Return metrics APR #1 of 239
  Upside capture / S&P 500 #2
  Upside capture / 60/40 bm #2
Risk metrics Standard deviation #215
  Downside deviation #73
  Downmarket deviation #73
  Bear market deviation #50
  Maximum drawdown #6
  Downside capture / S&P 500 #29
  Downside capture / 60/40 bm #40
Risk-adjusted return metrics Sharpe ratio #1
  Sortino ratio #1
  Ulcer Index #2
  Capture ratio / S&P 500 #1
  Capture ratio / 60/40 bm #1
     

Source: MFO Premium fund screener and Lipper global data feed

How did that happen?

First Foundation Total Return’s strategy is to focus primarily, but not exclusively, on growth stocks at value prices. Their targets are mid- to large-cap companies with

  • strong earnings growth
  • favorable valuation
  • a presence in successful industries
  • high-quality management focused on generating shareholder value. The managers actually sit, without compensation, on the boards of some of their portfolio companies to help advance their investors’ interests. When board fees have been paid, it has been deposited directly into the mutual fund, akin to a dividend.

The “not exclusively” proviso reflects the managers’ conviction that there are times when investors’ enthusiasm has gotten far enough ahead of fundamentals that it’s prudent to increase exposure to “ballast” companies. Currently, for example, Morningstar locates the core of the fund’s equity holdings in the mid-cap value box (as of 6/30/2023). At the same time, half of the equity portfolio is in companies domiciled in France or Canada (again, as of 6/30/2023).

In terms of priorities on the equity side, you might imagine a funnel from the investable universe to the portfolio: they look first for securities selling for a fair price, then at companies with great alignment, and then finally at the quality of the business.

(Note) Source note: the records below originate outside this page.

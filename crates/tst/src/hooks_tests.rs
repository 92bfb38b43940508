// SPDX-License-Identifier: MIT
// Copyright (c) 2026 Alfred Jean LLC

use super::*;
use std::panic::AssertUnwindSafe;
use std::sync::atomic::{AtomicUsize, Ordering};

fn counter() -> (Arc<AtomicUsize>, impl Fn() + Send + Sync + 'static) {
    let count = Arc::new(AtomicUsize::new(0));
    let hook_count = Arc::clone(&count);
    (count, move || {
        hook_count.fetch_add(1, Ordering::SeqCst);
    })
}

#[test]
fn defaults_are_noops() {
    let hooks = Hooks::default();
    hooks.run_before_each();
    hooks.run_after_each();
    (hooks.before_each())();
}

#[test]
fn set_hooks_run() {
    let (before, before_hook) = counter();
    let (after, after_hook) = counter();
    let mut hooks = Hooks::new();
    hooks.set_before_each(before_hook);
    hooks.set_after_each(after_hook);

    hooks.run_before_each();
    hooks.run_before_each();
    hooks.run_after_each();

    assert_eq!(before.load(Ordering::SeqCst), 2);
    assert_eq!(after.load(Ordering::SeqCst), 1);
}

#[test]
fn clear_restores_noop_per_slot() {
    let (before, before_hook) = counter();
    let (after, after_hook) = counter();
    let mut hooks = Hooks::new()
        .with_before_each(before_hook)
        .with_after_each(after_hook);

    hooks.clear_before_each();
    hooks.run_before_each();
    hooks.run_after_each();

    assert_eq!(before.load(Ordering::SeqCst), 0);
    assert_eq!(after.load(Ordering::SeqCst), 1);

    hooks.clear_after_each();
    hooks.run_after_each();
    assert_eq!(after.load(Ordering::SeqCst), 1);
}

#[test]
fn reset_clears_both() {
    let (before, before_hook) = counter();
    let (after, after_hook) = counter();
    let mut hooks = Hooks::new()
        .with_before_each(before_hook)
        .with_after_each(after_hook);

    hooks.reset();
    hooks.run_before_each();
    hooks.run_after_each();

    assert_eq!(before.load(Ordering::SeqCst), 0);
    assert_eq!(after.load(Ordering::SeqCst), 0);
}

#[test]
fn clones_share_callbacks() {
    let (count, hook) = counter();
    let hooks = Hooks::new().with_before_each(hook);
    let clone = hooks.clone();
    clone.run_before_each();
    hooks.run_before_each();
    assert_eq!(count.load(Ordering::SeqCst), 2);
}

#[test]
fn guard_runs_after_each_on_unwind() {
    let (count, hook) = counter();
    let hooks = Hooks::new().with_after_each(hook);

    let result = std::panic::catch_unwind(AssertUnwindSafe(|| {
        let _guard = AfterEachGuard::new(&hooks);
        std::panic::panic_any("body failed");
    }));

    assert!(result.is_err());
    assert_eq!(count.load(Ordering::SeqCst), 1);
}
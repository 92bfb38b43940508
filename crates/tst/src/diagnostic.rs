// SPDX-License-Identifier: MIT
// Copyright (c) 2026 Alfred Jean LLC

//! Error and warning lines emitted by checks.

use crate::console::ConsoleHandle;
use std::fmt::Display;
use std::io::IsTerminal;

/// Sink for `Error:` / `Warning:` diagnostic lines
#[derive(Clone, Debug)]
pub struct Diagnostics {
    console: ConsoleHandle,
    colored: bool,
}

impl Diagnostics {
    /// Diagnostics written to an explicit console
    pub fn new(console: ConsoleHandle, colored: bool) -> Self {
        Self { console, colored }
    }

    /// Diagnostics on stderr, colored when stderr is a terminal
    pub fn stderr() -> Self {
        Self::new(ConsoleHandle::stderr(), std::io::stderr().is_terminal())
    }

    /// Diagnostics captured in memory, never colored
    pub fn buffer() -> Self {
        Self::new(ConsoleHandle::buffer(), false)
    }

    pub fn console(&self) -> &ConsoleHandle {
        &self.console
    }

    /// Print an error line
    pub fn error(&self, msg: impl Display) {
        self.console.write_line(format_error(msg, self.colored));
    }

    /// Print a warning line
    pub fn warning(&self, msg: impl Display) {
        self.console.write_line(format_warning(msg, self.colored));
    }
}

impl Default for Diagnostics {
    fn default() -> Self {
        Self::stderr()
    }
}

/// Print an error message to stderr.
pub fn print_error(msg: impl Display) {
    Diagnostics::stderr().error(msg);
}

/// Print a warning message to stderr.
pub fn print_warning(msg: impl Display) {
    Diagnostics::stderr().warning(msg);
}

fn format_error(msg: impl Display, colored: bool) -> String {
    if colored {
        format!("\x1b[31mError: {}\x1b[0m", msg)
    } else {
        format!("Error: {}", msg)
    }
}

fn format_warning(msg: impl Display, colored: bool) -> String {
    if colored {
        format!("\x1b[33mWarning: {}\x1b[0m", msg)
    } else {
        format!("Warning: {}", msg)
    }
}

#[cfg(test)]
#[path = "diagnostic_tests.rs"]
mod tests;
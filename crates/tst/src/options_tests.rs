// SPDX-License-Identifier: MIT
// Copyright (c) 2026 Alfred Jean LLC

#![allow(clippy::unwrap_used)]

use super::*;
use crate::env::tests::{env_lock, EnvGuard};
use crate::env::TST_SHOW_PASSED;
use yare::parameterized;

#[test]
fn default_hides_passed() {
    assert!(!Options::default().show_passed);
}

#[parameterized(
    bare_flag = { &["--tst.show-passed"], true },
    explicit_true = { &["--tst.show-passed=true"], true },
    explicit_yes = { &["--tst.show-passed=yes"], true },
    explicit_false = { &["--tst.show-passed=false"], false },
    explicit_zero = { &["--tst.show-passed=0"], false },
    harness_args_only = { &["--nocapture", "--test-threads=1", "my_test"], false },
    custom_runner_mixed = { &["--nocapture", "--tst.show-passed", "filter"], true },
    no_args = { &[], false },
)]
fn flags_override_default(args: &[&str], expected: bool) {
    let options = Options::default().with_args(args.iter().copied()).unwrap();
    assert_eq!(options.show_passed, expected);
}

#[test]
fn absent_flag_keeps_base_value() {
    let base = Options { show_passed: true };
    let options = base.with_args(["--exact", "name"]).unwrap();
    assert!(options.show_passed);
}

#[test]
fn flag_can_turn_off_base_value() {
    let base = Options { show_passed: true };
    let options = base.with_args(["--tst.show-passed=off"]).unwrap();
    assert!(!options.show_passed);
}

#[test]
fn unknown_tst_flag_is_an_error() {
    let result = Options::default().with_args(["--tst.bogus"]);
    assert!(matches!(result, Err(Error::Options(_))));
}

#[test]
fn bad_value_is_an_error() {
    let result = Options::default().with_args(["--tst.show-passed=sometimes"]);
    assert!(matches!(result, Err(Error::Options(_))));
}

#[test]
fn from_env_reads_show_passed() {
    let _lock = env_lock();
    let _env = EnvGuard::set(TST_SHOW_PASSED, "1");
    assert!(Options::from_env().show_passed);
}

#[test]
fn flag_beats_environment() {
    let _lock = env_lock();
    let _env = EnvGuard::set(TST_SHOW_PASSED, "true");
    let options = Options::from_env()
        .with_args(["--tst.show-passed=false"])
        .unwrap();
    assert!(!options.show_passed);
}

#[test]
fn load_reads_environment_under_libtest() {
    let _lock = env_lock();
    let _env = EnvGuard::set(TST_SHOW_PASSED, "1");
    assert!(Options::load().show_passed);
}

#[test]
fn load_defaults_to_hidden_under_libtest() {
    let _lock = env_lock();
    let _env = EnvGuard::remove(TST_SHOW_PASSED);
    assert!(!Options::load().show_passed);
}

#[test]
fn libtest_filters_do_not_toggle() {
    let options = Options::default()
        .with_args(["tst-tests", "tst.show-passed", "--exact", "--show-output"])
        .unwrap();
    assert!(!options.show_passed);
}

The most dramatic change in the transition from Highland to First Foundation was on the fixed-income side of the equation. When First Foundation took over that part of the portfolio, they found that “we then owned things like two mortgage back securities per issue and there were hundreds and hundreds of holdings, it was probably closer to a thousand,” some of which they were not able to sell. They held such issues to maturity and let them roll incrementally off the books, with just a few hundred thousand dollars tied up in such issues now.

The fixed-income portfolio is quite compact (under 40 issues), with the team looking for debt securities with characteristics such as:

  • attractive yields and prices
  • the potential for capital appreciation
  • reasonable credit quality, which means they typically buy investment-grade debt and frequently buy Treasuries.

The managers pursue what many readers might consider a T. Rowe Price model of investing, with the distinctive advantage that the funds are small enough to benefit substantially by aligning themselves with, and perhaps strengthening, “family-controlled companies whose managers act like principals rather than agents.”

This alignment of interest is something the managers have pursued firsthand as board members of some of their companies. Mr. Speron notes, “Capitalism works for owners when principals and agents are aligned. Low valuations and lower correlations mean small cap is important in a portfolio context, but mitigating agency risk has required real effort.” Those efforts have paid off for the fund’s investors. It’s an investment well worth remembering.